(Stored items)
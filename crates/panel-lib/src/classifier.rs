//! Node role and readiness classification
//!
//! Role inference is a heuristic: a node counts as a master when its name,
//! one of its taint keys, or one of its labels mentions the control plane.
//! The rules live in a single ordered table evaluated first-match-wins.

use crate::objects::Node;
use serde::{Deserialize, Serialize};

/// Readiness shown on the dashboard
#[derive(Debug, Clone, Copy, PartialEq, Eq, Serialize, Deserialize)]
pub enum NodeStatus {
    Online,
    Offline,
}

/// Display role of a node
#[derive(Debug, Clone, Copy, PartialEq, Eq, Serialize, Deserialize)]
pub enum NodeRole {
    Master,
    Worker,
}

#[derive(Debug, Clone, Copy, PartialEq, Eq, Serialize, Deserialize)]
pub struct NodeClassification {
    pub status: NodeStatus,
    pub role: NodeRole,
}

/// Predicate over a node used by the role rule chain
pub type RoleRule = fn(&Node) -> bool;

/// Ordered role rules. Order only decides which rule short-circuits first.
pub const ROLE_RULES: &[(RoleRule, NodeRole)] = &[
    (name_mentions_control_plane, NodeRole::Master),
    (taint_mentions_control_plane, NodeRole::Master),
    (label_mentions_control_plane, NodeRole::Master),
];

const NAME_MARKERS: &[&str] = &["master", "control"];
const TAINT_AND_LABEL_MARKERS: &[&str] = &["master", "control-plane"];

fn contains_any(haystack: &str, needles: &[&str]) -> bool {
    needles.iter().any(|needle| haystack.contains(needle))
}

/// Node name contains `master` or `control`, ignoring case
pub fn name_mentions_control_plane(node: &Node) -> bool {
    node.metadata
        .name
        .as_deref()
        .map(|name| contains_any(&name.to_lowercase(), NAME_MARKERS))
        .unwrap_or(false)
}

/// A taint key contains `master` or `control-plane`
pub fn taint_mentions_control_plane(node: &Node) -> bool {
    node.spec
        .taints
        .iter()
        .any(|taint| contains_any(&taint.key, TAINT_AND_LABEL_MARKERS))
}

/// A label key or value contains `master` or `control-plane`
pub fn label_mentions_control_plane(node: &Node) -> bool {
    node.metadata.labels.iter().any(|(key, value)| {
        contains_any(key, TAINT_AND_LABEL_MARKERS) || contains_any(value, TAINT_AND_LABEL_MARKERS)
    })
}

/// Evaluate a rule chain, falling back to `Worker` when nothing matches
pub fn role_from_rules(node: &Node, rules: &[(RoleRule, NodeRole)]) -> NodeRole {
    rules
        .iter()
        .find(|(rule, _)| rule(node))
        .map(|(_, role)| *role)
        .unwrap_or(NodeRole::Worker)
}

pub fn node_role(node: &Node) -> NodeRole {
    role_from_rules(node, ROLE_RULES)
}

/// Online iff a `Ready` condition reports `True`
pub fn node_status(node: &Node) -> NodeStatus {
    let ready = node
        .status
        .conditions
        .iter()
        .any(|c| c.type_ == "Ready" && c.status == "True");

    if ready {
        NodeStatus::Online
    } else {
        NodeStatus::Offline
    }
}

pub fn classify_node(node: &Node) -> NodeClassification {
    NodeClassification {
        status: node_status(node),
        role: node_role(node),
    }
}
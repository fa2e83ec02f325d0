//! Access to the Kubernetes API server
//!
//! The panel only talks to the API server through [`KubeGateway`], which
//! keeps the dashboard logic testable against a mock backend.

mod client;

pub use client::{HttpGateway, KubeConfig};
pub use async_trait::async_trait;

use crate::error::{PanelError, Result};
use serde::de::DeserializeOwned;
use serde_json::Value;
use std::fmt;

#[derive(Debug, Clone, Copy, PartialEq, Eq)]
pub enum Method {
    Get,
    Post,
    Put,
    Delete,
}

impl Method {
    pub fn as_str(&self) -> &'static str {
        match self {
            Method::Get => "GET",
            Method::Post => "POST",
            Method::Put => "PUT",
            Method::Delete => "DELETE",
        }
    }
}

impl fmt::Display for Method {
    fn fmt(&self, f: &mut fmt::Formatter<'_>) -> fmt::Result {
        f.write_str(self.as_str())
    }
}

/// Successful (2xx) response of the API server
#[derive(Debug, Clone, PartialEq)]
pub struct UpstreamResponse {
    pub status: u16,
    pub body: Value,
}

impl UpstreamResponse {
    /// Decode the body into a typed view
    pub fn decode<T: DeserializeOwned>(self, path: &str) -> Result<T> {
        serde_json::from_value(self.body).map_err(|e| PanelError::Decode {
            path: path.to_string(),
            message: e.to_string(),
        })
    }
}

/// A Kubernetes API backend. Non-2xx answers surface as
/// [`PanelError::Upstream`], connection failures as [`PanelError::Transport`].
#[async_trait]
pub trait KubeGateway: Send + Sync {
    async fn send(&self, method: Method, path: &str, body: Option<&Value>)
        -> Result<UpstreamResponse>;

    /// Human-readable name of the backend, used in logs
    fn endpoint(&self) -> String;

    async fn get(&self, path: &str) -> Result<UpstreamResponse> {
        self.send(Method::Get, path, None).await
    }

    async fn post(&self, path: &str, body: &Value) -> Result<UpstreamResponse> {
        self.send(Method::Post, path, Some(body)).await
    }

    async fn put(&self, path: &str, body: &Value) -> Result<UpstreamResponse> {
        self.send(Method::Put, path, Some(body)).await
    }

    async fn delete(&self, path: &str) -> Result<UpstreamResponse> {
        self.send(Method::Delete, path, None).await
    }
}
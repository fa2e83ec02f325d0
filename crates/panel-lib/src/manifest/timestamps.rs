//! Canonical RFC 3339 timestamps for time-valued manifest fields

use chrono::{DateTime, NaiveDateTime, SecondsFormat, Utc};
use serde_json::Value;

/// Keys whose values are timestamps wherever they appear
pub const TIMESTAMP_KEYS: &[&str] = &[
    "creationTimestamp",
    "lastProbeTime",
    "lastTransitionTime",
    "finishedAt",
    "startedAt",
    "startTime",
    "time",
    "lastUpdateTime",
];

const DATE_FORMATS: &[&str] = &["%Y-%m-%d %H:%M:%S%.f", "%Y-%m-%dT%H:%M:%S%.f"];

fn format_utc(dt: DateTime<Utc>) -> String {
    dt.to_rfc3339_opts(SecondsFormat::Secs, true)
}

fn from_epoch(seconds: f64) -> Option<DateTime<Utc>> {
    if !seconds.is_finite() {
        return None;
    }
    let whole = seconds.floor();
    let nanos = ((seconds - whole) * 1e9) as u32;
    DateTime::from_timestamp(whole as i64, nanos)
}

fn from_date_string(raw: &str) -> Option<DateTime<Utc>> {
    if let Ok(dt) = DateTime::parse_from_rfc3339(raw) {
        return Some(dt.with_timezone(&Utc));
    }
    DATE_FORMATS
        .iter()
        .find_map(|fmt| NaiveDateTime::parse_from_str(raw, fmt).ok())
        .map(|naive| naive.and_utc())
}

/// Canonical form of a single timestamp value, `None` when it should stay as is
fn canonical(value: &Value) -> Option<String> {
    match value {
        Value::Number(n) => n.as_f64().and_then(from_epoch).map(format_utc),
        // Serialized date objects carry the wall time under `date`
        Value::Object(map) => map
            .get("date")
            .and_then(Value::as_str)
            .and_then(from_date_string)
            .map(format_utc),
        _ => None,
    }
}

/// Rewrite numeric and date-object timestamps anywhere below `value`.
/// Strings and nulls are left untouched.
pub fn canonicalize_timestamps(value: &mut Value) {
    match value {
        Value::Object(map) => {
            for (key, child) in map.iter_mut() {
                if TIMESTAMP_KEYS.contains(&key.as_str()) {
                    if let Some(text) = canonical(child) {
                        *child = Value::String(text);
                        continue;
                    }
                }
                canonicalize_timestamps(child);
            }
        }
        Value::Array(items) => items.iter_mut().for_each(canonicalize_timestamps),
        _ => {}
    }
}

#[cfg(test)]
mod tests {
    use super::*;
    use serde_json::json;

    #[test]
    fn test_epoch_seconds_become_utc_strings() {
        let mut value = json!({"status": {"startTime": 1729083600}});
        canonicalize_timestamps(&mut value);
        assert_eq!(value["status"]["startTime"], "2024-10-16T13:00:00Z");
    }

    #[test]
    fn test_fractional_epoch_truncates_to_seconds() {
        let mut value = json!({"time": 1729083600.75});
        canonicalize_timestamps(&mut value);
        assert_eq!(value["time"], "2024-10-16T13:00:00Z");
    }

    #[test]
    fn test_date_objects_are_rewritten() {
        let mut value = json!({
            "conditions": [{
                "lastTransitionTime": {
                    "date": "2024-10-16 13:08:07.000000",
                    "timezone_type": 3,
                    "timezone": "UTC"
                }
            }]
        });
        canonicalize_timestamps(&mut value);
        assert_eq!(
            value["conditions"][0]["lastTransitionTime"],
            "2024-10-16T13:08:07Z"
        );
    }

    #[test]
    fn test_strings_and_nulls_untouched() {
        let mut value = json!({
            "metadata": {"creationTimestamp": null},
            "status": {"startTime": "yesterday"}
        });
        let before = value.clone();
        canonicalize_timestamps(&mut value);
        assert_eq!(value, before);
    }

    #[test]
    fn test_other_keys_untouched() {
        let mut value = json!({"spec": {"replicas": 3, "terminationGracePeriodSeconds": 30}});
        let before = value.clone();
        canonicalize_timestamps(&mut value);
        assert_eq!(value, before);
    }
}
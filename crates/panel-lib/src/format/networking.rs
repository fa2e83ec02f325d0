use super::{created_at, namespace_of, or_na, NOT_AVAILABLE};
use crate::objects::{Ingress, Service, ServicePort};
use serde::{Deserialize, Serialize};

#[derive(Debug, Clone, PartialEq, Serialize, Deserialize)]
#[serde(rename_all = "camelCase")]
pub struct ServiceSummary {
    pub name: String,
    pub namespace: String,
    #[serde(rename = "type")]
    pub service_type: String,
    pub cluster_ip: String,
    pub ports: Vec<String>,
    pub created_at: String,
}

/// `port/protocol`, or `port:nodePort/protocol` when a node port is assigned
fn format_port(port: &ServicePort) -> String {
    let protocol = port.protocol.as_deref().unwrap_or("TCP");
    let number = port.port.unwrap_or(0);
    match port.node_port {
        Some(node_port) => format!("{}:{}/{}", number, node_port, protocol),
        None => format!("{}/{}", number, protocol),
    }
}

pub fn format_service(service: &Service) -> ServiceSummary {
    ServiceSummary {
        name: service.metadata.name_or_empty(),
        namespace: namespace_of(&service.metadata),
        service_type: service
            .spec
            .type_
            .clone()
            .unwrap_or_else(|| "ClusterIP".to_string()),
        cluster_ip: or_na(service.spec.cluster_ip.as_ref()),
        ports: service.spec.ports.iter().map(format_port).collect(),
        created_at: created_at(&service.metadata),
    }
}

#[derive(Debug, Clone, PartialEq, Serialize, Deserialize)]
#[serde(rename_all = "camelCase")]
pub struct IngressSummary {
    pub name: String,
    pub namespace: String,
    pub class: String,
    pub hosts: Vec<String>,
    pub address: String,
    pub created_at: String,
}

pub fn format_ingress(ingress: &Ingress) -> IngressSummary {
    let address = ingress
        .status
        .load_balancer
        .ingress
        .iter()
        .find_map(|lb| lb.ip.clone().or_else(|| lb.hostname.clone()))
        .unwrap_or_else(|| NOT_AVAILABLE.to_string());

    IngressSummary {
        name: ingress.metadata.name_or_empty(),
        namespace: namespace_of(&ingress.metadata),
        class: or_na(ingress.spec.ingress_class_name.as_ref()),
        hosts: ingress
            .spec
            .rules
            .iter()
            .map(|rule| rule.host.clone().unwrap_or_else(|| "*".to_string()))
            .collect(),
        address,
        created_at: created_at(&ingress.metadata),
    }
}

#[cfg(test)]
mod tests {
    use super::*;
    use serde_json::json;

    #[test]
    fn test_service_defaults() {
        let service: Service = serde_json::from_value(json!({
            "metadata": {"name": "headless"},
            "spec": {}
        }))
        .unwrap();

        let summary = format_service(&service);
        assert_eq!(summary.service_type, "ClusterIP");
        assert_eq!(summary.cluster_ip, "N/A");
        assert!(summary.ports.is_empty());
        assert_eq!(summary.namespace, "default");
    }

    #[test]
    fn test_service_ports() {
        let service: Service = serde_json::from_value(json!({
            "metadata": {"name": "web", "namespace": "shop"},
            "spec": {
                "type": "NodePort",
                "clusterIP": "10.152.183.10",
                "ports": [
                    {"port": 80, "nodePort": 30080, "protocol": "TCP"},
                    {"port": 53, "protocol": "UDP"},
                    {"port": 443}
                ]
            }
        }))
        .unwrap();

        let summary = format_service(&service);
        assert_eq!(summary.service_type, "NodePort");
        assert_eq!(summary.cluster_ip, "10.152.183.10");
        assert_eq!(summary.ports, vec!["80:30080/TCP", "53/UDP", "443/TCP"]);

        let json = serde_json::to_value(&summary).unwrap();
        assert_eq!(json["type"], "NodePort");
        assert_eq!(json["clusterIp"], "10.152.183.10");
    }

    #[test]
    fn test_ingress_fields_and_defaults() {
        let ingress: Ingress = serde_json::from_value(json!({
            "metadata": {"name": "shop", "namespace": "shop"},
            "spec": {
                "ingressClassName": "public",
                "rules": [{"host": "shop.example.com"}, {}]
            },
            "status": {"loadBalancer": {"ingress": [{"hostname": "lb.example.com"}]}}
        }))
        .unwrap();

        let summary = format_ingress(&ingress);
        assert_eq!(summary.class, "public");
        assert_eq!(summary.hosts, vec!["shop.example.com", "*"]);
        assert_eq!(summary.address, "lb.example.com");

        let bare = format_ingress(&Ingress::default());
        assert_eq!(bare.class, "N/A");
        assert_eq!(bare.address, "N/A");
    }
}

▶ _HOW TO COMPLETE THIS TASK_:
Go through the data and copy every line that includes "client".

▶ _FINISHED EXERCISE_:
mod client;
pub use client::{HttpGateway, KubeConfig};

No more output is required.